-- INPUT FOR THIS TASK follows --

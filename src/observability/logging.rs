//! Process-wide tracing subscriber
//!
//! Logs go to stderr so stdout stays reserved for responses. `RUST_LOG`
//! overrides the configured level when set.

use std::fmt;
use std::str::FromStr;

use serde::{Deserialize, Serialize};
use tracing_subscriber::EnvFilter;

use super::{ObservabilityError, ObservabilityResult};

/// Log line format
#[derive(Debug, Clone, Copy, Default, PartialEq, Eq, Serialize, Deserialize)]
#[serde(rename_all = "lowercase")]
pub enum LogFormat {
    /// Human-readable lines
    #[default]
    Text,
    /// One JSON object per line
    Json,
}

impl LogFormat {
    pub fn as_str(&self) -> &'static str {
        match self {
            LogFormat::Text => "text",
            LogFormat::Json => "json",
        }
    }
}

impl fmt::Display for LogFormat {
    fn fmt(&self, f: &mut fmt::Formatter<'_>) -> fmt::Result {
        write!(f, "{}", self.as_str())
    }
}

impl FromStr for LogFormat {
    type Err = ObservabilityError;

    fn from_str(s: &str) -> Result<Self, Self::Err> {
        match s {
            "text" => Ok(LogFormat::Text),
            "json" => Ok(LogFormat::Json),
            other => Err(ObservabilityError::new(format!(
                "unknown log format '{}', expected text or json",
                other
            ))),
        }
    }
}

/// Parses a level or directive list such as `info` or `recordledger=debug`.
pub fn parse_level(level: &str) -> ObservabilityResult<EnvFilter> {
    EnvFilter::try_new(level)
        .map_err(|e| ObservabilityError::new(format!("invalid log level '{}': {}", level, e)))
}

/// Builds the level filter: `RUST_LOG` if set, else `level`.
pub fn build_filter(level: &str) -> ObservabilityResult<EnvFilter> {
    match EnvFilter::try_from_default_env() {
        Ok(filter) => Ok(filter),
        Err(_) => parse_level(level),
    }
}

/// Installs the global subscriber.
///
/// Fails if the level cannot be parsed or a subscriber is already set.
pub fn init_logging(level: &str, format: LogFormat) -> ObservabilityResult<()> {
    let filter = build_filter(level)?;
    let builder = tracing_subscriber::fmt()
        .with_env_filter(filter)
        .with_writer(std::io::stderr)
        .with_target(false);

    let installed = match format {
        LogFormat::Text => builder.try_init(),
        LogFormat::Json => builder.json().try_init(),
    };

    installed.map_err(|e| ObservabilityError::new(format!("subscriber not installed: {}", e)))
}
impl ArtifactCache {
    pub fn new(root: impl Into<PathBuf>, scope: LockScope) -> Result<Self, CacheError> {
        let root = root.into();
        std::fs::create_dir_all(&root)?;
        Ok(Self { root, scope })
    }

    pub fn root(&self) -> &Path {
        &self.root
    }

    /// The directory this key's entry occupies once committed.
    pub fn entry_dir(&self, key: &CacheKey) -> PathBuf {
        self.root.join(key.digest().as_str())
    }

    /// True when a committed (not necessarily valid) entry exists for `key`.
    pub fn exists(&self, key: &CacheKey) -> bool {
        self.entry_dir(key).join(MANIFEST_FILE).is_file()
    }

    /// Look up `key`; on miss (or corruption) run `producer` to materialize
    /// the artifact, commit it, then copy the cached artifact to `output`.
    ///
    /// `producer` receives the exact path at which it must create its artifact
    /// (a file or a directory tree). If it fails, nothing is committed and the
    /// error is surfaced wrapped with the cache directory path.
    pub fn get_or_create(
        &self,
        key: &CacheKey,
        producer: impl FnOnce(&Path) -> anyhow::Result<()>,
        output: &Path,
    ) -> Result<QueryOutcome, CacheError> {
        let resolved_output = resolve_for_overlap(output);
        let resolved_root = resolve_for_overlap(&self.root);
        if resolved_output.starts_with(&resolved_root) || resolved_root.starts_with(&resolved_output)
        {
            return Err(CacheError::OutputOverlapsCache {
                path: output.to_path_buf(),
                cache_dir: self.root.clone(),
            });
        }

        let digest = key.digest();
        let entry_dir = self.root.join(digest.as_str());
        let lock_path = self.root.join(format!("{}.lock", digest.as_str()));
        let _lock = KeyLock::acquire(&lock_path, self.scope)?;

        let payload = entry_dir.join(PAYLOAD_NAME);
        let mut corrupted = false;
        match self.check_entry(&entry_dir) {
            EntryState::Valid => {
                copy_path(&payload, output)?;
                return Ok(QueryOutcome::Hit);
            }
            EntryState::Corrupted => {
                tracing::warn!(
                    target = "kiln.cache",
                    entry = %entry_dir.display(),
                    command = key.command(),
                    "cache entry failed integrity check; deleting and recreating"
                );
                std::fs::remove_dir_all(&entry_dir)?;
                corrupted = true;
            }
            EntryState::Missing => {
                // A directory without a manifest is debris from an interrupted
                // commit path; clear it before staging a fresh entry.
                if entry_dir.exists() {
                    std::fs::remove_dir_all(&entry_dir)?;
                }
            }
        }

        let staging = self.create_staging_dir(digest.as_str())?;
        let staged_payload = staging.join(PAYLOAD_NAME);
        if let Err(source) = producer(&staged_payload) {
            let _ = std::fs::remove_dir_all(&staging);
            return Err(CacheError::Producer {
                cache_dir: self.root.clone(),
                source,
            });
        }
        if !staged_payload.exists() {
            let _ = std::fs::remove_dir_all(&staging);
            return Err(CacheError::Producer {
                cache_dir: self.root.clone(),
                source: anyhow::anyhow!(
                    "producer completed without creating {}",
                    staged_payload.display()
                ),
            });
        }

        let manifest = EntryManifest {
            format_version: crate::key::CACHE_FORMAT_VERSION,
            command: key.command().to_string(),
            checksums: payload_checksums(&staged_payload)?,
        };
        std::fs::write(
            staging.join(MANIFEST_FILE),
            serde_json::to_vec_pretty(&manifest)?,
        )?;
        std::fs::write(staging.join(INPUTS_FILE), key.describe())?;

        std::fs::rename(&staging, &entry_dir)?;
        tracing::debug!(
            target = "kiln.cache",
            entry = %entry_dir.display(),
            command = key.command(),
            "committed cache entry"
        );

        copy_path(&payload, output)?;
        Ok(if corrupted {
            QueryOutcome::RecreatedAfterCorruption
        } else {
            QueryOutcome::Created
        })
    }

    fn check_entry(&self, entry_dir: &Path) -> EntryState {
        let manifest_path = entry_dir.join(MANIFEST_FILE);
        let bytes = match std::fs::read(&manifest_path) {
            Ok(bytes) => bytes,
            Err(err) if err.kind() == std::io::ErrorKind::NotFound => return EntryState::Missing,
            Err(_) => return EntryState::Corrupted,
        };
        let manifest: EntryManifest = match serde_json::from_slice(&bytes) {
            Ok(manifest) => manifest,
            Err(_) => return EntryState::Corrupted,
        };
        if manifest.format_version != crate::key::CACHE_FORMAT_VERSION {
            return EntryState::Corrupted;
        }

        let payload = entry_dir.join(PAYLOAD_NAME);
        let actual = match payload_checksums(&payload) {
            Ok(actual) => actual,
            Err(_) => return EntryState::Corrupted,
        };
        if actual == manifest.checksums {
            EntryState::Valid
        } else {
            EntryState::Corrupted
        }
    }

    fn create_staging_dir(&self, digest: &str) -> Result<PathBuf, CacheError> {
        let staging_root = self.root.join(STAGING_DIR);
        std::fs::create_dir_all(&staging_root)?;
        let pid = std::process::id();
        loop {
            let counter = STAGING_COUNTER.fetch_add(1, Ordering::Relaxed);
            let candidate = staging_root.join(format!("{digest}.{pid}.{counter}"));
            match std::fs::create_dir(&candidate) {
                Ok(()) => return Ok(candidate),
                Err(err) if err.kind() == std::io::ErrorKind::AlreadyExists => continue,
                Err(err) => return Err(err.into()),
            }
        }
    }
}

-- INPUT FOR THIS TASK concluded --

Could you reproduce all of the material above, exactly as it reads?

_EXERCISE SOLUTION:_
filename src/observability/logging.rs
//! Process-wide tracing subscriber
//!
//! Logs go to stderr so stdout stays reserved for responses. `RUST_LOG`
//! overrides the configured level when set.

use std::fmt;
use std::str::FromStr;

use serde::{Deserialize, Serialize};
use tracing_subscriber::EnvFilter;

use super::{ObservabilityError, ObservabilityResult};

/// Log line format
#[derive(Debug, Clone, Copy, Default, PartialEq, Eq, Serialize, Deserialize)]
#[serde(rename_all = "lowercase")]
pub enum LogFormat {
    /// Human-readable lines
    #[default]
    Text,
    /// One JSON object per line
    Json,
}

impl LogFormat {
    pub fn as_str(&self) -> &'static str {
        match self {
            LogFormat::Text => "text",
            LogFormat::Json => "json",
        }
    }
}

impl fmt::Display for LogFormat {
    fn fmt(&self, f: &mut fmt::Formatter<'_>) -> fmt::Result {
        write!(f, "{}", self.as_str())
    }
}

impl FromStr for LogFormat {
    type Err = ObservabilityError;

    fn from_str(s: &str) -> Result<Self, Self::Err> {
        match s {
            "text" => Ok(LogFormat::Text),
            "json" => Ok(LogFormat::Json),
            other => Err(ObservabilityError::new(format!(
                "unknown log format '{}', expected text or json",
                other
            ))),
        }
    }
}

/// Parses a level or directive list such as `info` or `recordledger=debug`.
pub fn parse_level(level: &str) -> ObservabilityResult<EnvFilter> {
    EnvFilter::try_new(level)
        .map_err(|e| ObservabilityError::new(format!("invalid log level '{}': {}", level, e)))
}

/// Builds the level filter: `RUST_LOG` if set, else `level`.
pub fn build_filter(level: &str) -> ObservabilityResult<EnvFilter> {
    match EnvFilter::try_from_default_env() {
        Ok(filter) => Ok(filter),
        Err(_) => parse_level(level),
    }
}

/// Installs the global subscriber.
///
/// Fails if the level cannot be parsed or a subscriber is already set.
pub fn init_logging(level: &str, format: LogFormat) -> ObservabilityResult<()> {
    let filter = build_filter(level)?;
    let builder = tracing_subscriber::fmt()
        .with_env_filter(filter)
        .with_writer(std::io::stderr)
        .with_target(false);

    let installed = match format {
        LogFormat::Text => builder.try_init(),
        LogFormat::Json => builder.json().try_init(),
    };

    installed.map_err(|e| ObservabilityError::new(format!("subscriber not installed: {}", e)))
}
impl ArtifactCache {
    pub fn new(root: impl Into<PathBuf>, scope: LockScope) -> Result<Self, CacheError> {
        let root = root.into();
        std::fs::create_dir_all(&root)?;
        Ok(Self { root, scope })
    }

    pub fn root(&self) -> &Path {
        &self.root
    }

    /// The directory this key's entry occupies once committed.
    pub fn entry_dir(&self, key: &CacheKey) -> PathBuf {
        self.root.join(key.digest().as_str())
    }

    /// True when a committed (not necessarily valid) entry exists for `key`.
    pub fn exists(&self, key: &CacheKey) -> bool {
        self.entry_dir(key).join(MANIFEST_FILE).is_file()
    }

    /// Look up `key`; on miss (or corruption) run `producer` to materialize
    /// the artifact, commit it, then copy the cached artifact to `output`.
    ///
    /// `producer` receives the exact path at which it must create its artifact
    /// (a file or a directory tree). If it fails, nothing is committed and the
    /// error is surfaced wrapped with the cache directory path.
    pub fn get_or_create(
        &self,
        key: &CacheKey,
        producer: impl FnOnce(&Path) -> anyhow::Result<()>,
        output: &Path,
    ) -> Result<QueryOutcome, CacheError> {
        let resolved_output = resolve_for_overlap(output);
        let resolved_root = resolve_for_overlap(&self.root);
        if resolved_output.starts_with(&resolved_root) || resolved_root.starts_with(&resolved_output)
        {
            return Err(CacheError::OutputOverlapsCache {
                path: output.to_path_buf(),
                cache_dir: self.root.clone(),
            });
        }

        let digest = key.digest();
        let entry_dir = self.root.join(digest.as_str());
        let lock_path = self.root.join(format!("{}.lock", digest.as_str()));
        let _lock = KeyLock::acquire(&lock_path, self.scope)?;

        let payload = entry_dir.join(PAYLOAD_NAME);
        let mut corrupted = false;
        match self.check_entry(&entry_dir) {
            EntryState::Valid => {
                copy_path(&payload, output)?;
                return Ok(QueryOutcome::Hit);
            }
            EntryState::Corrupted => {
                tracing::warn!(
                    target = "kiln.cache",
                    entry = %entry_dir.display(),
                    command = key.command(),
                    "cache entry failed integrity check; deleting and recreating"
                );
                std::fs::remove_dir_all(&entry_dir)?;
                corrupted = true;
            }
            EntryState::Missing => {
                // A directory without a manifest is debris from an interrupted
                // commit path; clear it before staging a fresh entry.
                if entry_dir.exists() {
                    std::fs::remove_dir_all(&entry_dir)?;
                }
            }
        }

        let staging = self.create_staging_dir(digest.as_str())?;
        let staged_payload = staging.join(PAYLOAD_NAME);
        if let Err(source) = producer(&staged_payload) {
            let _ = std::fs::remove_dir_all(&staging);
            return Err(CacheError::Producer {
                cache_dir: self.root.clone(),
                source,
            });
        }
        if !staged_payload.exists() {
            let _ = std::fs::remove_dir_all(&staging);
            return Err(CacheError::Producer {
                cache_dir: self.root.clone(),
                source: anyhow::anyhow!(
                    "producer completed without creating {}",
                    staged_payload.display()
                ),
            });
        }

        let manifest = EntryManifest {
            format_version: crate::key::CACHE_FORMAT_VERSION,
            command: key.command().to_string(),
            checksums: payload_checksums(&staged_payload)?,
        };
        std::fs::write(
            staging.join(MANIFEST_FILE),
            serde_json::to_vec_pretty(&manifest)?,
        )?;
        std::fs::write(staging.join(INPUTS_FILE), key.describe())?;

        std::fs::rename(&staging, &entry_dir)?;
        tracing::debug!(
            target = "kiln.cache",
            entry = %entry_dir.display(),
            command = key.command(),
            "committed cache entry"
        );

        copy_path(&payload, output)?;
        Ok(if corrupted {
            QueryOutcome::RecreatedAfterCorruption
        } else {
            QueryOutcome::Created
        })
    }

    fn check_entry(&self, entry_dir: &Path) -> EntryState {
        let manifest_path = entry_dir.join(MANIFEST_FILE);
        let bytes = match std::fs::read(&manifest_path) {
            Ok(bytes) => bytes,
            Err(err) if err.kind() == std::io::ErrorKind::NotFound => return EntryState::Missing,
            Err(_) => return EntryState::Corrupted,
        };
        let manifest: EntryManifest = match serde_json::from_slice(&bytes) {
            Ok(manifest) => manifest,
            Err(_) => return EntryState::Corrupted,
        };
        if manifest.format_version != crate::key::CACHE_FORMAT_VERSION {
            return EntryState::Corrupted;
        }

        let payload = entry_dir.join(PAYLOAD_NAME);
        let actual = match payload_checksums(&payload) {
            Ok(actual) => actual,
            Err(_) => return EntryState::Corrupted,
        };
        if actual == manifest.checksums {
            EntryState::Valid
        } else {
            EntryState::Corrupted
        }
    }

    fn create_staging_dir(&self, digest: &str) -> Result<PathBuf, CacheError> {
        let staging_root = self.root.join(STAGING_DIR);
        std::fs::create_dir_all(&staging_root)?;
        let pid = std::process::id();
        loop {
            let counter = STAGING_COUNTER.fetch_add(1, Ordering::Relaxed);
            let candidate = staging_root.join(format!("{digest}.{pid}.{counter}"));
            match std::fs::create_dir(&candidate) {
                Ok(()) => return Ok(candidate),
                Err(err) if err.kind() == std::io::ErrorKind::AlreadyExists => continue,
                Err(err) => return Err(err.into()),
            }
        }
    }
}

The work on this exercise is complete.